== Task description ==
Compute the number of lines in the following data that include the word "TelemetrySource", and output that number alone.

** Opening Supplied records block **

impl Runtime {
    /// Create a runtime for the pet named in `cfg`. Returns the runtime and the
    /// sender the frontend feeds input events into.
    pub fn new(
        cfg: PetConfig,
        cfg_path: PathBuf,
        telemetry: Box<dyn TelemetrySource>,
        speech: SpeechDispatcher,
        display_rx: mpsc::Receiver<DisplayUpdate>,
        surface: (u16, u16),
    ) -> (Self, mpsc::Sender<UiInput>) {
        let (input_tx, input_rx) = mpsc::channel(INPUT_CHANNEL_CAP);
        let pet = Pet::new(
            PetAssets::load(&cfg.last_pet),
            &speech,
            PetTuning::from(&cfg.tuning),
            surface,
            StdRng::from_entropy(),
        );
        let runtime = Self {
            cfg,
            cfg_path,
            telemetry,
            speech,
            display_rx,
            display: DisplayState::new(),
            input_rx,
            pet,
            ui: UiState::new(),
            snapshot: TelemetrySnapshot::default(),
            surface,
            frame_count: 0,
            quit: false,
        };
        (runtime, input_tx)
    }

    /// Drive frames until quit, cancellation, or a frontend failure.
    pub async fn run(&mut self, frontend: &mut dyn Frontend, token: CancellationToken) -> Result<(), FrontendError> {
        let period = self.cfg.tuning.tick_interval();
        let mut interval = loop_control::frame_interval(period);
        tracing::info!(pet = %self.pet.name(), fps = loop_control::fps(period), "frame loop started");

        let result = loop {
            tokio::select! {
                _ = token.cancelled() => {
                    tracing::info!(frames = self.frame_count, "shutdown signal received, leaving frame loop");
                    break Ok(());
                },
                _ = interval.tick() => {},
            }
            self.step(Instant::now());
            if self.quit {
                tracing::info!(frames = self.frame_count, "quit requested");
                break Ok(());
            }
            if let Err(e) = frontend.draw(&self.view()) {
                break Err(e);
            }
        };
        token.cancel();
        result
    }

    /// One frame: inputs, sample, classify, pet update, bubble update.
    pub fn step(&mut self, now: Instant) {
        self.frame_count += 1;

        for input in self.collect_inputs() {
            self.handle_input(input, now);
        }

        self.snapshot = self.telemetry.sample();
        let mood = mood::classify(&self.snapshot);
        self.pet.set_mood(mood, &self.snapshot);
        self.pet.tick(now);

        while let Ok(update) = self.display_rx.try_recv() {
            self.display.apply(update, now);
        }
        self.display.expire(now);
    }

    fn collect_inputs(&mut self) -> Vec<UiInput> {
        let mut inputs = Vec::new();
        while let Ok(input) = self.input_rx.try_recv() {
            inputs.push(input);
        }
        inputs
    }

    fn handle_input(&mut self, input: UiInput, now: Instant) {
        if let UiInput::Resize { width, height } = input {
            self.surface = (width, height);
            self.pet.set_bounds(width, height);
        }
        if let Some(effect) = self.ui.handle(input, self.pet.area(), self.surface) {
            self.apply_effect(effect, now);
        }
    }

    fn apply_effect(&mut self, effect: UiEffect, now: Instant) {
        match effect {
            UiEffect::AskPet(question) => self.ask_pet(&question, now),
            UiEffect::ToggleTheme => match self.cfg.toggle_theme(&self.cfg_path) {
                Ok(theme) => tracing::info!(theme = theme.as_str(), "theme toggled"),
                Err(e) => tracing::warn!(error = %e, "theme toggled but not saved"),
            },
            UiEffect::NextPet => self.next_pet(),
            UiEffect::Quit => self.quit = true,
        }
    }

    /// Queue a question for the AI and show the placeholder until it answers.
    pub fn ask_pet(&mut self, question: &str, now: Instant) {
        let mood = self.pet.mood();
        match self.pet.speech().ask_ai(question, &mood, Some(self.snapshot)) {
            Ok(seq) => {
                let wait = self.cfg.ai_config.timeout() + Duration::from_secs(self.cfg.tuning.reaction_display_secs);
                self.display.apply(DisplayUpdate { seq, text: THINKING_TEXT.to_owned(), duration: wait }, now);
            }
            Err(e) => tracing::warn!(error = %e, "question not queued"),
        }
    }

    fn next_pet(&mut self) {
        let Some(folder) = assets::next_pet(&self.cfg.tuning.pets_root, &self.cfg.last_pet) else {
            tracing::warn!(root = %self.cfg.tuning.pets_root.display(), "no pets to switch to");
            return;
        };
        tracing::info!(pet = %folder.display(), "switching pet");
        self.pet = Pet::new(
            PetAssets::load(&folder),
            &self.speech,
            PetTuning::from(&self.cfg.tuning),
            self.surface,
            StdRng::from_entropy(),
        );
        if let Err(e) = self.cfg.select_pet(folder, &self.cfg_path) {
            tracing::warn!(error = %e, "pet switched but not saved");
        }
    }

    pub fn view(&self) -> FrameView<'_> {
        FrameView {
            frame: self.frame_count,
            theme: self.cfg.current_theme,
            surface: self.surface,
            pet_name: self.pet.name(),
            pet_area: self.pet.area(),
            sprite_rows: self.pet.frame_rows(),
            mood: self.pet.mood(),
            tint: self.pet.tint(),
            bubble: self.display.text(),
            overlay: self.ui.mode(),
            telemetry: self.snapshot,
            speaking: self.pet.speech().is_busy(),
        }
    }

    pub fn pet(&self) -> &Pet {
        &self.pet
    }

    pub fn config(&self) -> &PetConfig {
        &self.cfg
    }

    pub fn bubble(&self) -> Option<&str> {
        self.display.text()
    }

    pub fn mood(&self) -> Mood {
        self.pet.mood()
    }

    pub fn quit_requested(&self) -> bool {
        self.quit
    }

    pub fn frame_count(&self) -> u64 {
        self.frame_count
    }
}

#[cfg(test)]
mod tests {
    use super::*;
    use crate::personality::PersonalityScript;
    use crate::speech::{SpeechCommand, SpeechQueue};
    use std::sync::atomic::Ordering;
    use crate::telemetry::{FixedSource, ScriptedSource};
    use crate::ui::{KeyInput, MenuAction, PointerButton, UiMode};

    const MELTING: TelemetrySnapshot = TelemetrySnapshot {
        cpu_usage: 50.0,
        gpu_usage: 40.0,
        gpu_temp: 60.0,
        cpu_temp: 90.0,
        mem_usage: 40.0,
        power_draw: 50.0,
    };

    struct Harness {
        runtime: Runtime,
        input_tx: mpsc::Sender<UiInput>,
        speech_rx: SpeechQueue,
        display_tx: mpsc::Sender<DisplayUpdate>,
        _dir: tempfile::TempDir,
    }

    fn write_pet(root: &std::path::Path, name: &str, reaction: &str) {
        let dir = root.join(name);
        std::fs::create_dir_all(&dir).unwrap();
        let script = serde_json::json!({
            "name": name,
            "idle_messages": [],
            "mood_reactions": {"MELTING": reaction},
        });
        std::fs::write(dir.join(assets::PERSONALITY_FILE), script.to_string()).unwrap();
    }

    fn harness(source: Box<dyn TelemetrySource>) -> Harness {
        let dir = tempfile::tempdir().unwrap();
        let pets = dir.path().join("pets");
        write_pet(&pets, "Clippy", "It's hot in here!");
        write_pet(&pets, "Rover", "Woof, too hot!");

        let mut cfg = PetConfig::default();
        cfg.tuning.pets_root = pets.clone();
        cfg.tuning.idle_roll_sides = u32::MAX;
        cfg.last_pet = pets.join("Clippy");

        let (speech, speech_rx) = SpeechDispatcher::channel(PersonalityScript::default(), 16, 3);
        let (display_tx, display_rx) = mpsc::channel(16);
        let (runtime, input_tx) = Runtime::new(
            cfg,
            dir.path().join("config.json"),
            source,
            speech,
            display_rx,
            (80, 24),
        );
        Harness { runtime, input_tx, speech_rx, display_tx, _dir: dir }
    }

    fn spoken(rx: &mut SpeechQueue) -> Vec<String> {
        let mut out = Vec::new();
        while let Ok(cmd) = rx.try_recv() {
            if let SpeechCommand::Speak(r) = cmd {
                out.push(r.text_or_prompt);
            }
        }
        out
    }

    /// Take everything queued and mark it as spoken, like the actor would.
    fn finish_speech(h: &mut Harness) -> Vec<String> {
        let lines = spoken(&mut h.speech_rx);
        h.runtime.pet().speech().pending_counter().fetch_sub(lines.len(), Ordering::SeqCst);
        lines
    }

    #[test]
    fn sustained_heat_reacts_once() {
        let mut h = harness(Box::new(FixedSource(MELTING)));
        let now = Instant::now();
        for _ in 0..30 {
            h.runtime.step(now);
        }
        assert_eq!(h.runtime.mood(), Mood::Melting);
        assert_eq!(spoken(&mut h.speech_rx), vec!["It's hot in here!"]);
        assert_eq!(h.runtime.frame_count(), 30);
    }

    #[test]
    fn mood_follows_telemetry() {
        let cool = TelemetrySnapshot { cpu_usage: 2.0, ..MELTING };
        let cool = TelemetrySnapshot { cpu_temp: 40.0, ..cool };
        let mut h = harness(Box::new(ScriptedSource::new(vec![MELTING, cool])));
        let now = Instant::now();
        h.runtime.step(now);
        assert_eq!(h.runtime.mood(), Mood::Melting);
        h.runtime.step(now);
        assert_eq!(h.runtime.mood(), Mood::Bored);
        assert_eq!(h.runtime.pet().transitions(), 2);
    }

    #[test]
    fn question_shows_placeholder_then_answer() {
        let mut h = harness(Box::new(FixedSource(TelemetrySnapshot { cpu_usage: 30.0, ..Default::default() })));
        let now = Instant::now();
        h.runtime.step(now);

        h.runtime.ask_pet("what's up?", now);
        assert_eq!(h.runtime.bubble(), Some(THINKING_TEXT));
        let seq = match h.speech_rx.try_recv().unwrap() {
            SpeechCommand::Speak(r) => {
                assert!(r.is_ai_query);
                r.seq
            }
            other => panic!("unexpected {other:?}"),
        };

        // a reply to an older request must not replace the placeholder
        h.display_tx
            .try_send(DisplayUpdate { seq: seq - 1, text: "stale".into(), duration: Duration::from_secs(5) })
            .unwrap();
        h.runtime.step(now);
        assert_eq!(h.runtime.bubble(), Some(THINKING_TEXT));

        h.display_tx
            .try_send(DisplayUpdate { seq, text: "All good!".into(), duration: Duration::from_secs(7) })
            .unwrap();
        h.runtime.step(now);
        assert_eq!(h.runtime.bubble(), Some("All good!"));

        h.runtime.step(now + Duration::from_secs(8));
        assert_eq!(h.runtime.bubble(), None);
    }

    #[test]
    fn menu_ask_flow_through_inputs() {
        let mut h = harness(Box::new(FixedSource(MELTING)));
        let now = Instant::now();
        h.runtime.step(now);
        spoken(&mut h.speech_rx);

        h.input_tx.try_send(UiInput::Key(KeyInput::Char('m'))).unwrap();
        h.runtime.step(now);
        let UiMode::MenuOpen(menu) = h.runtime.view().overlay.clone() else {
            panic!("menu not open");
        };
        let ask = menu.buttons().iter().find(|b| b.action == MenuAction::Ask).unwrap().area;

        h.input_tx
            .try_send(UiInput::Pointer { button: PointerButton::Primary, x: ask.x, y: ask.y })
            .unwrap();
        for c in "hi pet".chars() {
            h.input_tx.try_send(UiInput::Key(KeyInput::Char(c))).unwrap();
        }
        h.input_tx.try_send(UiInput::Key(KeyInput::Enter)).unwrap();
        h.runtime.step(now);

        assert_eq!(spoken(&mut h.speech_rx), vec!["hi pet"]);
        assert_eq!(h.runtime.bubble(), Some(THINKING_TEXT));
        assert_eq!(h.runtime.view().overlay, &UiMode::Idle);
    }

    #[test]
    fn theme_toggle_is_persisted() {
        let mut h = harness(Box::new(FixedSource(MELTING)));
        h.runtime.apply_effect(UiEffect::ToggleTheme, Instant::now());
        let saved = PetConfig::load(&h.runtime.cfg_path).unwrap();
        assert_eq!(saved.current_theme, crate::config::Theme::Light);
        assert_eq!(h.runtime.view().theme, crate::config::Theme::Light);
    }

    #[test]
    fn next_pet_switches_and_persists() {
        let mut h = harness(Box::new(FixedSource(MELTING)));
        let now = Instant::now();
        h.runtime.step(now);
        assert_eq!(h.runtime.pet().name(), "Clippy");
        assert_eq!(finish_speech(&mut h), vec!["It's hot in here!"]);

        h.runtime.apply_effect(UiEffect::NextPet, now);
        assert_eq!(h.runtime.pet().name(), "Rover");
        let saved = PetConfig::load(&h.runtime.cfg_path).unwrap();
        assert!(saved.last_pet.ends_with("Rover"));

        // the new pet announces its own mood on the next frame
        h.runtime.step(now);
        assert_eq!(finish_speech(&mut h), vec!["Woof, too hot!"]);
    }

    #[test]
    fn quit_key_stops_the_loop() {
        let mut h = harness(Box::new(FixedSource(MELTING)));
        h.input_tx.try_send(UiInput::Key(KeyInput::Char('q'))).unwrap();
        h.runtime.step(Instant::now());
        assert!(h.runtime.quit_requested());
    }

    #[test]
    fn resize_rebounds_pet() {
        let mut h = harness(Box::new(FixedSource(MELTING)));
        h.input_tx.try_send(UiInput::Resize { width: 12, height: 8 }).unwrap();
        h.runtime.step(Instant::now());
        let view = h.runtime.view();
        assert_eq!(view.surface, (12, 8));
        assert!(view.pet_area.right() <= 12 && view.pet_area.bottom() <= 8);
    }

    struct CountingFrontend {
        draws: u64,
        input_tx: mpsc::Sender<UiInput>,
    }

    impl Frontend for CountingFrontend {
        fn draw(&mut self, view: &FrameView<'_>) -> Result<(), FrontendError> {
            self.draws += 1;
            assert_eq!(view.frame, self.draws);
            if self.draws == 3 {
                let _ = self.input_tx.try_send(UiInput::Quit);
            }
            Ok(())
        }
    }

    #[tokio::test]
    async fn run_draws_until_quit() {
        let mut h = harness(Box::new(FixedSource(MELTING)));
        h.runtime.cfg.tuning.tick_ms = 1;
        let mut frontend = CountingFrontend { draws: 0, input_tx: h.input_tx.clone() };
        let token = CancellationToken::new();
        h.runtime.run(&mut frontend, token.clone()).await.unwrap();
        assert_eq!(frontend.draws, 3);
        assert!(token.is_cancelled());
    }

    #[tokio::test]
    async fn run_stops_on_cancel() {
        let mut h = harness(Box::new(FixedSource(MELTING)));
        let mut frontend = CountingFrontend { draws: 0, input_tx: h.input_tx.clone() };
        let token = CancellationToken::new();
        token.cancel();
        h.runtime.run(&mut frontend, token).await.unwrap();
        assert!(frontend.draws <= 1);
    }
}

** Closing Supplied records block **

== Task solution ==
2